Records contained in a dataset
=== Section Start ===

use crate::model::Project;
use std::fs;
use std::io;

impl Project {
    /// Checks the project's build outputs for changes since the last check.
    ///
    /// Returns `true` when any tracked artifact's modification time differs
    /// from the recorded one. The recorded clock is brought up to date with
    /// disk for every artifact, changed or not, so a `false` result means the
    /// recorded state already equals disk state.
    ///
    /// A failed stat (artifact missing, e.g. mid-build or after a failed
    /// build) propagates; the caller skips this project and retries on the
    /// next trigger with the clock untouched for the remaining artifacts,
    /// so staleness is assumed resolved then.
    pub fn refresh_outputs(&mut self) -> io::Result<bool> {
        let mut changed = false;
        for (path, recorded) in self.output_files.iter_mut() {
            let modified = fs::metadata(path)?.modified()?;
            if *recorded != modified {
                *recorded = modified;
                changed = true;
            }
        }
        Ok(changed)
    }
}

=== Section End ===

- Try it
After locating the line containing "after a failed", write out that line and all remaining lines of the records exactly, with nothing added.

- The answer
    /// A failed stat (artifact missing, e.g. mid-build or after a failed
    /// build) propagates; the caller skips this project and retries on the
    /// next trigger with the clock untouched for the remaining artifacts,
    /// so staleness is assumed resolved then.
    pub fn refresh_outputs(&mut self) -> io::Result<bool> {
        let mut changed = false;
        for (path, recorded) in self.output_files.iter_mut() {
            let modified = fs::metadata(path)?.modified()?;
            if *recorded != modified {
                *recorded = modified;
                changed = true;
            }
        }
        Ok(changed)
    }
}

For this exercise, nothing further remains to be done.